## RECORDS FOR THE TASK
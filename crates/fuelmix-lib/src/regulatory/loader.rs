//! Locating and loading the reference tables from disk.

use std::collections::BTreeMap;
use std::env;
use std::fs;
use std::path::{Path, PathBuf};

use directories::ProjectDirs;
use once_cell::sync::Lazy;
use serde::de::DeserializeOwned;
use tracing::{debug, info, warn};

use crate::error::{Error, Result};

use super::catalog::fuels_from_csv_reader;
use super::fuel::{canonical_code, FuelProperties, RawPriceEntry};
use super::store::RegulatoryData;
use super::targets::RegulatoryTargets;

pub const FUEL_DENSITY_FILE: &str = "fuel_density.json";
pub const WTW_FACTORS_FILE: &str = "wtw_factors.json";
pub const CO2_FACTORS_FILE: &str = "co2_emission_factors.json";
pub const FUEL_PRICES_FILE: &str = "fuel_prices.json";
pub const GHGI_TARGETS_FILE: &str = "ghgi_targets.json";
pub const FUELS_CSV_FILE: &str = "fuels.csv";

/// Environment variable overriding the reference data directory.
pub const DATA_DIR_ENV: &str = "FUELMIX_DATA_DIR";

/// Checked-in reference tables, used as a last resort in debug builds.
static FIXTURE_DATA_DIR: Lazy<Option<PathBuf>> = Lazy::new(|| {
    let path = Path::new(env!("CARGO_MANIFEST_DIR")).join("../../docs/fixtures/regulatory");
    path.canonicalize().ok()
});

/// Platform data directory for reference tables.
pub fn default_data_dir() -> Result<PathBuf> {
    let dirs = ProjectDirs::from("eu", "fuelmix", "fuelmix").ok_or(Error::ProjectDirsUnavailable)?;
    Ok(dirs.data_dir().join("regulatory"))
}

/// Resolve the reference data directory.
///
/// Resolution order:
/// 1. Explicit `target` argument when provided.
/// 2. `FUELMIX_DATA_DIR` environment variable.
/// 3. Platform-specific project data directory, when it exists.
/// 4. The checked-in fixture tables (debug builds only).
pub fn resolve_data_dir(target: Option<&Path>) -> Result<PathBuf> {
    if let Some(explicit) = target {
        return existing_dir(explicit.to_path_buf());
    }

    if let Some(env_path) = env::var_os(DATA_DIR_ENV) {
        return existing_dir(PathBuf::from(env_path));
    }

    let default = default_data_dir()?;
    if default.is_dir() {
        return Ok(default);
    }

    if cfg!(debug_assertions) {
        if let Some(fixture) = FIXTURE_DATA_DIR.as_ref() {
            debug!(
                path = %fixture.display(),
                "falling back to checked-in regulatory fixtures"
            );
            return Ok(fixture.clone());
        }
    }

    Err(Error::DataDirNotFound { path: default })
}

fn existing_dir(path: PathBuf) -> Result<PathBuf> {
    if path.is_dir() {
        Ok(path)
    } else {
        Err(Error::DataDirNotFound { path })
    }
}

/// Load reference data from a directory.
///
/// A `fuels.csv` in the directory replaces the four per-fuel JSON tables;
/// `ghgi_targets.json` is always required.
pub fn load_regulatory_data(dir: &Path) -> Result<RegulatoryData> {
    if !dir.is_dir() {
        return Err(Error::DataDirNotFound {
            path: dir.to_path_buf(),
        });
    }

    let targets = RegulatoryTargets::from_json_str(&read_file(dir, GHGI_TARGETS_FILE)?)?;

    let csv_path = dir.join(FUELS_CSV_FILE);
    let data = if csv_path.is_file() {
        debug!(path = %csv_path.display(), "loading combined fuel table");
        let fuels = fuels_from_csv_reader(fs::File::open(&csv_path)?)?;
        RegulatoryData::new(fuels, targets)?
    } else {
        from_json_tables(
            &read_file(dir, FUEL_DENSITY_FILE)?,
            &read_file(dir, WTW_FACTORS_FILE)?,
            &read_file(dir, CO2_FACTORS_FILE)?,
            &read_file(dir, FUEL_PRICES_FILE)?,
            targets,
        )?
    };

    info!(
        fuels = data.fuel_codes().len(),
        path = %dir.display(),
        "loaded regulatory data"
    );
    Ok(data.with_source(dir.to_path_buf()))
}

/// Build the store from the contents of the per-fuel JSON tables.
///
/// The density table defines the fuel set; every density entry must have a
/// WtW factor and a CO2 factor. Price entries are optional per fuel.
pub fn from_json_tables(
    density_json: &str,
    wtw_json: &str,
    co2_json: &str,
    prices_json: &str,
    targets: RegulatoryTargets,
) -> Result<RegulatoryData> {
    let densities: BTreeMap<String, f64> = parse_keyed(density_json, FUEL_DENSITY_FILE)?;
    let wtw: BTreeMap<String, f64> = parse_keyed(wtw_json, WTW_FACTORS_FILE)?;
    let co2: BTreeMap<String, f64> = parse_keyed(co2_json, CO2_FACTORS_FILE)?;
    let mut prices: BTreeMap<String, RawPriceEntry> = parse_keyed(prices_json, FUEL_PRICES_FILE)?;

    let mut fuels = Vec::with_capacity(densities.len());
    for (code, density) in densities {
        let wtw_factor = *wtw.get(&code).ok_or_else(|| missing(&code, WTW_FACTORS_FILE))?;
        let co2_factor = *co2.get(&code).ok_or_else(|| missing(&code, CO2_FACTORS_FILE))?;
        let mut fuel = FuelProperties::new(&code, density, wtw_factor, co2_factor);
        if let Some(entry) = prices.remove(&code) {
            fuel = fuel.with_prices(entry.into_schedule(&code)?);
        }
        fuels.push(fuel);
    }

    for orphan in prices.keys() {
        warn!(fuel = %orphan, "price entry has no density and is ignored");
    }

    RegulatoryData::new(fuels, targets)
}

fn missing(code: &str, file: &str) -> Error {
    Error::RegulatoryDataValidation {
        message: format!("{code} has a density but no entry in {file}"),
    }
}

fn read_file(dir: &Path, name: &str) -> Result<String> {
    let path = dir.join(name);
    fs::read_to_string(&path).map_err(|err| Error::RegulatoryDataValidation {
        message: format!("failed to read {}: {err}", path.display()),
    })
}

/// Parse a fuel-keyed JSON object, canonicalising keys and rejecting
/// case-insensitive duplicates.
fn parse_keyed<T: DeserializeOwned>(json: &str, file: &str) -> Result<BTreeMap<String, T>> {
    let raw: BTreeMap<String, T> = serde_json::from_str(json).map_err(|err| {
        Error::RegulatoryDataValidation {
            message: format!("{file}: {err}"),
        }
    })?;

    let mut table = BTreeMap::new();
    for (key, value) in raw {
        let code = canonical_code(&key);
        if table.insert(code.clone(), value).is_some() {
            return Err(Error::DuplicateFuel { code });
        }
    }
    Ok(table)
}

## TASK OBJECTIVE
Looking at the material above, please copy exactly every line from its first line through the line containing "pub fn default_data_dir()", with both ends included and nothing else.

## OUTPUT FOR THIS EXERCISE
filename crates/fuelmix-lib/src/regulatory/loader.rs
//! Locating and loading the reference tables from disk.

use std::collections::BTreeMap;
use std::env;
use std::fs;
use std::path::{Path, PathBuf};

use directories::ProjectDirs;
use once_cell::sync::Lazy;
use serde::de::DeserializeOwned;
use tracing::{debug, info, warn};

use crate::error::{Error, Result};

use super::catalog::fuels_from_csv_reader;
use super::fuel::{canonical_code, FuelProperties, RawPriceEntry};
use super::store::RegulatoryData;
use super::targets::RegulatoryTargets;

pub const FUEL_DENSITY_FILE: &str = "fuel_density.json";
pub const WTW_FACTORS_FILE: &str = "wtw_factors.json";
pub const CO2_FACTORS_FILE: &str = "co2_emission_factors.json";
pub const FUEL_PRICES_FILE: &str = "fuel_prices.json";
pub const GHGI_TARGETS_FILE: &str = "ghgi_targets.json";
pub const FUELS_CSV_FILE: &str = "fuels.csv";

/// Environment variable overriding the reference data directory.
pub const DATA_DIR_ENV: &str = "FUELMIX_DATA_DIR";

/// Checked-in reference tables, used as a last resort in debug builds.
static FIXTURE_DATA_DIR: Lazy<Option<PathBuf>> = Lazy::new(|| {
    let path = Path::new(env!("CARGO_MANIFEST_DIR")).join("../../docs/fixtures/regulatory");
    path.canonicalize().ok()
});

/// Platform data directory for reference tables.
pub fn default_data_dir() -> Result<PathBuf> {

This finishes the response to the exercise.